Edward Monaghan helps individuals and families find focus.
By Tammy Marashlian
The Santa Clarita Signal
Staying focused, learning to respect others and becoming more effective are a few of the skills that youngsters struggle to understand as they grow up.
But Edward Monaghan believes these lessons can be learned at a faster rate through his unique method of martial arts and fitness – designed to improve the minds of kids.
By applying his experience in movement-based awareness training on children and adults and martial arts training, Monaghan hopes to help adolescents of all kinds with all sorts of learning backgrounds at Ekata, his newly opened martial arts center in Valencia.
The Techniques
Monaghan believes he has developed a special martial arts education based on research and experience.

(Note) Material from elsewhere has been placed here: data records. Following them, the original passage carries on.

//! Responses synthesized when neither the network nor a cache tier can answer.

use serde_json::json;

use crate::http::{FetchResponse, QUEUED_ID_HEADER};

/// Served for navigations when the network is down and nothing is cached.
pub const OFFLINE_HTML: &str = r#"<!DOCTYPE html>
<html lang="en">
<head>
  <meta charset="utf-8">
  <meta name="viewport" content="width=device-width, initial-scale=1">
  <title>Offline</title>
  <style>
    body { font-family: system-ui, sans-serif; display: flex; align-items: center; justify-content: center; min-height: 100vh; margin: 0; background: #f5f5f5; color: #333; }
    main { text-align: center; max-width: 28rem; padding: 2rem; }
    button { margin-top: 1rem; padding: 0.5rem 1.5rem; border: 0; border-radius: 4px; background: #2563eb; color: #fff; cursor: pointer; }
  </style>
</head>
<body>
  <main>
    <h1>You are offline</h1>
    <p>This page is not available without a connection. Changes you make elsewhere are saved and will be sent when you reconnect.</p>
    <button onclick="location.reload()">Try again</button>
  </main>
</body>
</html>
"#;

/// API read with no network and no cached copy.
pub fn offline_payload() -> FetchResponse {
  FetchResponse::json(503, &json!({ "error": "Offline", "cached": false }))
}

/// Mutation accepted into the offline queue but not yet applied.
pub fn queued_response(request_id: &str) -> FetchResponse {
  FetchResponse::json(
    202,
    &json!({
      "queued": true,
      "requestId": request_id,
      "message": "Request queued; it will be sent when the connection returns",
    }),
  )
  .with_header(QUEUED_ID_HEADER, request_id)
}
//! A clip window together with the shapes to clip against it.

use crate::clipper::{LineClipper, PolygonClipper, Segment};
use crate::error::ClipError;
use crate::math::vec2::Vec2;
use crate::rect::ClipRect;

/// Shapes to clip plus the window they are clipped against.
#[derive(Clone, Debug)]
pub struct Scene {
    pub window: ClipRect,
    pub segments: Vec<Segment>,
    pub polygon: Vec<Vec2>,
}

/// Output of [`Scene::clip`]. `segments[i]` is the result for the scene's
/// `segments[i]`.
#[derive(Clone, Debug, PartialEq)]
pub struct ClipReport {
    pub segments: Vec<Option<Segment>>,
    pub polygon: Vec<Vec2>,
}

impl Scene {
    pub fn new(window: ClipRect, segments: Vec<Segment>, polygon: Vec<Vec2>) -> Self {
        Self {
            window,
            segments,
            polygon,
        }
    }

    /// The demo scene: a 100x100 window at (50, 50), two crossing segments,
    /// one segment left of the window and a quadrilateral overlapping three
    /// of its edges.
    pub fn reference() -> Result<Self, ClipError> {
        let window = ClipRect::new(50.0, 50.0, 150.0, 150.0)?;
        let segments = vec![
            Segment::new(Vec2::new(20.0, 20.0), Vec2::new(180.0, 180.0)),
            Segment::new(Vec2::new(100.0, 10.0), Vec2::new(100.0, 190.0)),
            Segment::new(Vec2::new(10.0, 100.0), Vec2::new(40.0, 100.0)),
        ];
        let polygon = vec![
            Vec2::new(30.0, 80.0),
            Vec2::new(120.0, 180.0),
            Vec2::new(180.0, 80.0),
            Vec2::new(100.0, 20.0),
        ];
        Ok(Self::new(window, segments, polygon))
    }

    pub fn clip(&self) -> ClipReport {
        ClipReport {
            segments: LineClipper::new(self.window).clip_all(&self.segments),
            polygon: PolygonClipper::new(self.window).clip(&self.polygon),
        }
    }

    /// Smallest `(min, max)` box covering the window and every input shape.
    pub fn bounds(&self) -> (Vec2, Vec2) {
        let points = self
            .window
            .corners()
            .into_iter()
            .chain(self.segments.iter().flat_map(|s| [s.p1, s.p2]))
            .chain(self.polygon.iter().copied());

        let mut min = Vec2::new(f64::INFINITY, f64::INFINITY);
        let mut max = Vec2::new(f64::NEG_INFINITY, f64::NEG_INFINITY);
        for p in points {
            min = Vec2::new(min.x.min(p.x), min.y.min(p.y));
            max = Vec2::new(max.x.max(p.x), max.y.max(p.y));
        }
        (min, max)
    }
}

#[cfg(test)]
mod tests {
    use super::*;

    #[test]
    fn reference_scene_report() {
        let scene = Scene::reference().unwrap();
        let report = scene.clip();
        assert_eq!(report.segments.len(), 3);
        assert!(report.segments[0].is_some());
        assert!(report.segments[1].is_some());
        assert!(report.segments[2].is_none());
        assert_eq!(report.polygon.len(), 8);

        // Printed polygon starts at the bottom-edge entry point
        let first = report.polygon[0];
        assert!((first.x - 65.0).abs() < 1e-9 && (first.y - 50.0).abs() < 1e-9);
    }

    #[test]
    fn bounds_cover_all_shapes() {
        let (min, max) = Scene::reference().unwrap().bounds();
        assert_eq!(min, Vec2::new(10.0, 10.0));
        assert_eq!(max, Vec2::new(180.0, 190.0));
    }
}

The lessons taught at Ekata are comprised of Monaghan’s Movement-Based Awareness Training, elements of Jeet Kune Do, a style of martial arts, and Qigong, which focus on breath and movement practices.

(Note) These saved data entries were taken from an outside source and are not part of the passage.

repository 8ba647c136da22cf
//! Sutherland-Hodgman polygon clipping against a rectangular window.

use log::{debug, trace};

use crate::clipper::boundary::Boundary;
use crate::math::vec2::Vec2;
use crate::rect::ClipRect;

type Point = Vec2;

/// Clip a single boundary's half-plane out of a closed vertex cycle.
///
/// Edges are visited starting with the closing edge `v[n-1] -> v[0]`, so an
/// untouched polygon comes back with its vertices in the same positions.
pub fn clip_against_boundary(
    rect: &ClipRect,
    boundary: Boundary,
    vertices: &[Point],
) -> Vec<Point> {
    let Some(&last) = vertices.last() else {
        return Vec::new();
    };

    let mut output = Vec::with_capacity(vertices.len() + 1);
    let mut prev = last;
    let mut prev_inside = boundary.is_inside(rect, prev);

    for &current in vertices {
        let current_inside = boundary.is_inside(rect, current);

        match (prev_inside, current_inside) {
            (true, true) => output.push(current),
            (true, false) => output.push(boundary.intersect(rect, prev, current)),
            (false, true) => {
                output.push(boundary.intersect(rect, prev, current));
                output.push(current);
            }
            // Both outside, add nothing
            (false, false) => {}
        }

        prev = current;
        prev_inside = current_inside;
    }

    output
}

/// Clip `polygon` against all four boundaries of `rect`.
///
/// Returns an empty list when the polygon lies entirely outside. Results with
/// fewer than three vertices are returned as-is.
pub fn clip_polygon(rect: &ClipRect, polygon: &[Point]) -> Vec<Point> {
    let mut result = polygon.to_vec();

    for boundary in Boundary::ALL {
        result = clip_against_boundary(rect, boundary, &result);
        trace!("after {boundary:?}: {} vertices", result.len());
        if result.is_empty() {
            debug!("polygon with {} vertices is outside {boundary:?}", polygon.len());
            break;
        }
    }

    result
}

/// Clips polygons against a fixed window.
#[derive(Clone, Copy, Debug)]
pub struct PolygonClipper {
    window: ClipRect,
}

impl PolygonClipper {
    pub fn new(window: ClipRect) -> Self {
        Self { window }
    }

    pub fn clip(&self, polygon: &[Point]) -> Vec<Point> {
        clip_polygon(&self.window, polygon)
    }

    /// Run one boundary pass only.
    pub fn clip_against(&self, boundary: Boundary, polygon: &[Point]) -> Vec<Point> {
        clip_against_boundary(&self.window, boundary, polygon)
    }
}
//! Aliased preview of a scene and its clip results.
//!
//! Originals are drawn in a dim color first, clipped results on top in a
//! bright one, and the window outline last. World `+y` points up in the image.

pub mod framebuffer;

pub use framebuffer::FrameBuffer;

use crate::colors;
use crate::error::RenderError;
use crate::math::vec2::Vec2;
use crate::scene::{ClipReport, Scene};

/// Image size and palette for a preview.
#[derive(Clone, Copy, Debug)]
pub struct PreviewConfig {
    pub width: u32,
    pub height: u32,
    /// Pixels left empty around the scene bounds.
    pub margin: u32,
    /// Grid line spacing in pixels, 0 disables the grid.
    pub grid_spacing: i32,
    pub background: u32,
    pub grid: u32,
    pub window: u32,
    pub original_line: u32,
    pub clipped_line: u32,
    pub original_polygon: u32,
    pub clipped_polygon: u32,
}

impl Default for PreviewConfig {
    fn default() -> Self {
        Self {
            width: 800,
            height: 800,
            margin: 40,
            grid_spacing: 50,
            background: colors::COLOR_BACKGROUND,
            grid: colors::COLOR_GRID,
            window: colors::COLOR_WINDOW,
            original_line: colors::COLOR_ORIGINAL_LINE,
            clipped_line: colors::COLOR_CLIPPED_LINE,
            original_polygon: colors::COLOR_ORIGINAL_POLYGON,
            clipped_polygon: colors::COLOR_CLIPPED_POLYGON,
        }
    }
}

/// Uniform world-to-pixel mapping that fits a bounding box into the image.
#[derive(Clone, Copy, Debug)]
struct Viewport {
    origin: Vec2,
    scale: f64,
    margin: f64,
    height: f64,
}

impl Viewport {
    fn fit(min: Vec2, max: Vec2, config: &PreviewConfig) -> Self {
        let margin = config.margin as f64;
        let usable_w = (config.width as f64 - 2.0 * margin).max(1.0);
        let usable_h = (config.height as f64 - 2.0 * margin).max(1.0);
        let extent_w = (max.x - min.x).max(f64::EPSILON);
        let extent_h = (max.y - min.y).max(f64::EPSILON);
        Self {
            origin: min,
            scale: (usable_w / extent_w).min(usable_h / extent_h),
            margin,
            height: config.height as f64,
        }
    }

    fn to_pixel(&self, p: Vec2) -> (i32, i32) {
        let x = self.margin + (p.x - self.origin.x) * self.scale;
        let y = self.height - 1.0 - self.margin - (p.y - self.origin.y) * self.scale;
        (x.round() as i32, y.round() as i32)
    }
}

/// Render `scene` and `report` into a new frame buffer.
pub fn render_preview(
    scene: &Scene,
    report: &ClipReport,
    config: &PreviewConfig,
) -> Result<FrameBuffer, RenderError> {
    let mut fb = FrameBuffer::new(config.width, config.height, config.background)?;
    fb.draw_grid(config.grid_spacing, config.grid);

    let (min, max) = scene.bounds();
    let view = Viewport::fit(min, max, config);
    let pixels = |points: &[Vec2]| -> Vec<(i32, i32)> {
        points.iter().map(|&p| view.to_pixel(p)).collect()
    };

    fb.draw_closed_polyline(&pixels(&scene.polygon), config.original_polygon);
    for segment in &scene.segments {
        let (x0, y0) = view.to_pixel(segment.p1);
        let (x1, y1) = view.to_pixel(segment.p2);
        fb.draw_line_dda(x0, y0, x1, y1, config.original_line);
    }

    fb.draw_closed_polyline(&pixels(&report.polygon), config.clipped_polygon);
    for segment in report.segments.iter().flatten() {
        let (x0, y0) = view.to_pixel(segment.p1);
        let (x1, y1) = view.to_pixel(segment.p2);
        fb.draw_line_dda(x0, y0, x1, y1, config.clipped_line);
    }

    fb.draw_closed_polyline(&pixels(&scene.window.corners()), config.window);

    Ok(fb)
}

#[cfg(test)]
mod tests {
    use super::*;

    #[test]
    fn viewport_maps_bounds_into_margin() {
        let config = PreviewConfig {
            width: 200,
            height: 200,
            margin: 10,
            ..PreviewConfig::default()
        };
        let view = Viewport::fit(Vec2::new(0.0, 0.0), Vec2::new(100.0, 100.0), &config);
        assert_eq!(view.to_pixel(Vec2::new(0.0, 0.0)), (10, 189));
        assert_eq!(view.to_pixel(Vec2::new(100.0, 100.0)), (190, 9));
    }

    #[test]
    fn preview_draws_window_outline() {
        let scene = Scene::reference().unwrap();
        let report = scene.clip();
        let config = PreviewConfig {
            grid_spacing: 0,
            ..PreviewConfig::default()
        };
        let fb = render_preview(&scene, &report, &config).unwrap();

        let (min, max) = scene.bounds();
        let view = Viewport::fit(min, max, &config);
        let (x, y) = view.to_pixel(scene.window.corners()[0]);
        assert_eq!(fb.get_pixel(x, y), Some(config.window));
    }
}
//! Clipping against an axis-aligned rectangular window.
//!
//! - [`line`]: Liang-Barsky parametric segment clipping.
//! - [`polygon`]: Sutherland-Hodgman polygon clipping.
//!
//! Both walk the window's [`Boundary`] half-planes in the fixed order
//! left, right, bottom, top, and both treat points on a boundary as inside.

pub mod boundary;
pub mod line;
pub mod polygon;

pub use boundary::Boundary;
pub use line::{clip_line, LineClipper, Segment};
pub use polygon::{clip_against_boundary, clip_polygon, PolygonClipper};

In addition, the classes teach awareness training as a result of the various sensory exercises practiced at the studio and the components of eastern meditation.

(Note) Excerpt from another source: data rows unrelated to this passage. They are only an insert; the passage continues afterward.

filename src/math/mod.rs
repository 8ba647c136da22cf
pub mod vec2;
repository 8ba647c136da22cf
//! Liang-Barsky line clipping.
//!
//! The segment is parametrized as `P(u) = p1 + u * (p2 - p1)` for `u` in
//! `[0, 1]`. Each boundary either rejects the segment outright (parallel and
//! outside) or narrows the accepted interval `[u1, u2]`.

use log::debug;

use crate::clipper::boundary::Boundary;
use crate::math::vec2::Vec2;
use crate::rect::ClipRect;

type Point = Vec2;

/// An ordered pair of endpoints.
#[derive(Clone, Copy, Debug, PartialEq)]
pub struct Segment {
    pub p1: Point,
    pub p2: Point,
}

impl Segment {
    pub const fn new(p1: Point, p2: Point) -> Self {
        Self { p1, p2 }
    }

    /// The point at parameter `u` along the segment.
    pub fn point_at(&self, u: f64) -> Point {
        self.p1.lerp(self.p2, u)
    }

    /// True when both endpoints coincide.
    pub fn is_degenerate(&self) -> bool {
        self.p1 == self.p2
    }
}

/// Clip the segment `p1 -> p2` against `rect`.
///
/// Returns `None` when no part of the segment lies inside the window. A
/// segment that only touches the window yields a zero-length [`Segment`].
pub fn clip_line(rect: &ClipRect, p1: Point, p2: Point) -> Option<Segment> {
    let segment = Segment::new(p1, p2);
    let delta = p2 - p1;

    let mut u1 = 0.0_f64;
    let mut u2 = 1.0_f64;

    for boundary in Boundary::ALL {
        let (p, q) = boundary.liang_barsky_terms(rect, p1, delta);
        if p == 0.0 {
            // Parallel to this boundary
            if q < 0.0 {
                debug!("segment {p1:?} -> {p2:?} parallel to and outside {boundary:?}");
                return None;
            }
        } else {
            let t = q / p;
            if p < 0.0 {
                // Entering
                u1 = u1.max(t);
            } else {
                // Leaving
                u2 = u2.min(t);
            }
        }
    }

    if u1 > u2 {
        debug!("segment {p1:?} -> {p2:?} rejected, u1 = {u1} > u2 = {u2}");
        return None;
    }

    // Untouched endpoints are returned bit-for-bit rather than re-evaluated.
    let start = if u1 > 0.0 { segment.point_at(u1) } else { p1 };
    let end = if u2 < 1.0 { segment.point_at(u2) } else { p2 };
    Some(Segment::new(start, end))
}

/// Clips segments against a fixed window.
///
/// Holds nothing but the window, so it is `Copy` and freely shared across
/// threads.
#[derive(Clone, Copy, Debug)]
pub struct LineClipper {
    window: ClipRect,
}

impl LineClipper {
    pub fn new(window: ClipRect) -> Self {
        Self { window }
    }

    pub fn clip(&self, p1: Point, p2: Point) -> Option<Segment> {
        clip_line(&self.window, p1, p2)
    }

    pub fn clip_segment(&self, segment: &Segment) -> Option<Segment> {
        clip_line(&self.window, segment.p1, segment.p2)
    }

    /// Clip a batch of segments, one result per input in input order.
    pub fn clip_all<'a, I>(&self, segments: I) -> Vec<Option<Segment>>
    where
        I: IntoIterator<Item = &'a Segment>,
    {
        segments
            .into_iter()
            .map(|s| self.clip_segment(s))
            .collect()
    }
}

#[cfg(test)]
mod tests {
    use super::*;
    use approx::assert_relative_eq;

    fn window() -> ClipRect {
        ClipRect::new(50.0, 50.0, 150.0, 150.0).unwrap()
    }

    fn p(x: f64, y: f64) -> Point {
        Point::new(x, y)
    }

    #[test]
    fn diagonal_is_clipped_to_corners() {
        let s = clip_line(&window(), p(20.0, 20.0), p(180.0, 180.0)).unwrap();
        assert_relative_eq!(s.p1.x, 50.0, epsilon = 1e-9);
        assert_relative_eq!(s.p1.y, 50.0, epsilon = 1e-9);
        assert_relative_eq!(s.p2.x, 150.0, epsilon = 1e-9);
        assert_relative_eq!(s.p2.y, 150.0, epsilon = 1e-9);
    }

    #[test]
    fn reversed_direction_keeps_orientation() {
        let s = clip_line(&window(), p(180.0, 180.0), p(20.0, 20.0)).unwrap();
        assert_relative_eq!(s.p1.x, 150.0, epsilon = 1e-9);
        assert_relative_eq!(s.p2.x, 50.0, epsilon = 1e-9);
    }

    #[test]
    fn interior_segment_is_identity() {
        let a = p(60.3, 70.1);
        let b = p(140.7, 120.9);
        assert_eq!(clip_line(&window(), a, b), Some(Segment::new(a, b)));
    }

    #[test]
    fn parallel_outside_is_rejected() {
        assert_eq!(clip_line(&window(), p(10.0, 100.0), p(40.0, 100.0)), None);
        assert_eq!(clip_line(&window(), p(100.0, 160.0), p(100.0, 200.0)), None);
    }

    #[test]
    fn diagonal_miss_is_rejected() {
        // Crosses both the x and y extents but misses the corner
        assert_eq!(clip_line(&window(), p(0.0, 120.0), p(80.0, 200.0)), None);
    }

    #[test]
    fn zero_length_inside_is_a_point() {
        let s = clip_line(&window(), p(75.0, 75.0), p(75.0, 75.0)).unwrap();
        assert!(s.is_degenerate());
        assert_eq!(s.p1, p(75.0, 75.0));
    }

    #[test]
    fn zero_length_outside_is_rejected() {
        assert_eq!(clip_line(&window(), p(10.0, 75.0), p(10.0, 75.0)), None);
    }

    #[test]
    fn touching_endpoint_is_retained() {
        let s = clip_line(&window(), p(50.0, 75.0), p(20.0, 75.0)).unwrap();
        assert!(s.is_degenerate());
        assert_eq!(s.p1, p(50.0, 75.0));
    }

    #[test]
    fn segment_along_boundary_is_retained() {
        let s = clip_line(&window(), p(50.0, 20.0), p(50.0, 180.0)).unwrap();
        assert_relative_eq!(s.p1.y, 50.0, epsilon = 1e-9);
        assert_relative_eq!(s.p2.y, 150.0, epsilon = 1e-9);
        assert_eq!(s.p1.x, 50.0);
    }

    #[test]
    fn clip_all_preserves_order() {
        let clipper = LineClipper::new(window());
        let segments = [
            Segment::new(p(10.0, 100.0), p(40.0, 100.0)),
            Segment::new(p(100.0, 10.0), p(100.0, 190.0)),
        ];
        let results = clipper.clip_all(&segments);
        assert_eq!(results.len(), 2);
        assert!(results[0].is_none());
        assert!(results[1].is_some());
    }
}
use std::ops::{Add, Mul, Sub};

/// A 2D point or direction with `f64` components.
#[derive(Clone, Copy, Debug, PartialEq)]
pub struct Vec2 {
    pub x: f64,
    pub y: f64,
}

impl Vec2 {
    pub const fn new(x: f64, y: f64) -> Self {
        Self { x, y }
    }

    /// Returns the point at parameter `t` along `self -> other`.
    pub fn lerp(self, other: Self, t: f64) -> Self {
        self + (other - self) * t
    }
}

impl From<(f64, f64)> for Vec2 {
    fn from((x, y): (f64, f64)) -> Self {
        Self { x, y }
    }
}

/// Component-wise addition of two vectors.
impl Add<Vec2> for Vec2 {
    type Output = Vec2;

    fn add(self, rhs: Vec2) -> Self::Output {
        Self {
            x: self.x + rhs.x,
            y: self.y + rhs.y,
        }
    }
}

/// Component-wise subtraction of two vectors.
impl Sub<Vec2> for Vec2 {
    type Output = Vec2;

    fn sub(self, rhs: Vec2) -> Self::Output {
        Self {
            x: self.x - rhs.x,
            y: self.y - rhs.y,
        }
    }
}

/// Scalar multiplication of a vector.
impl Mul<f64> for Vec2 {
    type Output = Vec2;

    fn mul(self, rhs: f64) -> Self::Output {
        Self {
            x: self.x * rhs,
            y: self.y * rhs,
        }
    }
}
//! Error types.
//!
//! Clipping itself never fails; only building a clip window and writing a
//! preview image can.

use thiserror::Error;

/// Rejected clip window construction.
#[derive(Error, Debug, Clone, PartialEq)]
pub enum ClipError {
    #[error("invalid clip window ({xmin}, {ymin}, {xmax}, {ymax}): min must not exceed max")]
    InvalidWindow {
        xmin: f64,
        ymin: f64,
        xmax: f64,
        ymax: f64,
    },
    #[error("clip window coordinates must be finite")]
    NonFiniteWindow,
}

/// Failure while producing a preview image.
#[derive(Error, Debug)]
pub enum RenderError {
    #[error("preview size {width}x{height} must be non-zero")]
    EmptyCanvas { width: u32, height: u32 },
    #[error("preview size {width}x{height} is too large")]
    CanvasTooLarge { width: u32, height: u32 },
    #[error("failed to write preview image")]
    Image(#[from] image::ImageError),
}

One example of an auditory awareness exercise is clicking a series of sticks to “develop auditory acuity,” as Monaghan explains.
With exercises like that, Monaghan said, “You’re training the neurotransmission pathways to tighten up.”
The more drills that are practiced, the more a person focuses on an external stimulus that comes into the body.
Another type of drill focuses on visual acuity, where a student will track a series of lit dots on a screen. Similar to the auditory skills, Monaghan said a person is increasing their focusing abilities.
As a result, Monaghan said a child will perform better in school.
“The child is learning to listen better,” he said.
Learning Disabilities
Monaghan’s techniques are also applicable to children with Attention Deficit Hyperactivity Disorder and Attention Deficit Disorder.
Highlighting that the problem with children facing the two disorders is their lack of ability to remain focused. Monaghan believes that anything that will elongate children’s attention span, like his special blend of martial arts, will train the youngsters to train their minds.
However, Monaghan said he teaches children to not necessarily overcome their obstacles with learning difficulties, but to understand how to adapt to their environment, given their situation.
He finds that it is better to “be able to recognize your own strengths and learn to make the best of what you’ve got.”
By understanding how to use strengths, Monaghan said martial arts can become an alternative or another type of treatment for addressing any learning issues.
Knowing that students with the two attention disorders learn differently, Monaghan offers private lessons for youngsters that have learning difficulties.
A Family Affair
Monaghan’s lessons are not just limited to kids, as he also offers classes for adults, and even entire families.
“There are so many adults that are over-stressed,” he said.
Some adults looking to get in shape don’t always feel comfortable in the gym. Or, as Monaghan is finding, some of his clients want to learn a style of exercise that has meaning.
“It’s not about bashing around things,” he said about martial arts. “It goes on a deeper level with the philosophy.”
Monaghan said he is finding that many of his adult students are striving to find something beneficial through their exercise program that will alleviate stress.
In other instances, adults are being pulled to the classes through their children, who are already enrolled at Ekata.
Currently, Monaghan explained that he has about five or six entire families enrolled in his classes, something he did not anticipate.
The Instructor
Monaghan is no stranger to understanding martial arts. The head instructor of Ekata has 30 years of experience with the art and holds a black belt.
He has a background with overseeing similar types of centers, as he managed the corporate gym facility for Salick Health Care Inc. in the ’90s. He also launched a boutique health club in Beverly Hills, named The Boulevard Health Club, before launching his own martial arts school, Combative Arts Academy.
Monaghan has also trained a handful of celebrities, including Val Kilmer, Mira Sorvino, Rachel Hunter and John Malkovitch.
He is currently a professor at UCLA’s school of theater, where he teaches courses in applied movement, physiology, eastern philosophy and combat for stage and film.
The Growing Research
The style of martial arts taught by Monaghan comes as part of a growing body of research that focuses on the positive effects of martial arts and its core teachings.
Monaghan initially got involved with understanding alternative methods to medications after his son was diagnosed with Tourette Syndrome. Not ready to have his child take prescription pills to alleviate the symptoms, he turned to acupuncture and soon noticed a change in his son’s condition.
Although Monaghan is unable to fully pinpoint acupuncture as the reason for his son’s improvement, as there are many variables that contribute to a disorder, he believes the alternative form of medicine played a major role.
As a result of his new-found understanding of martial arts, he found other areas of research that focus on the use of meditation for children with ADHD.
Monaghan is currently combining research from UCLA’s Mindful Awareness Research Center and UC Irvine’s Laboratory for Mind/Body Signaling and Energy Research to understand the effects of movement based awareness training as a way to aid the cognitive learning skills among children and adults diagnosed with Attention Deficit Hyperactivity Disorder and Attention Deficient Disorder.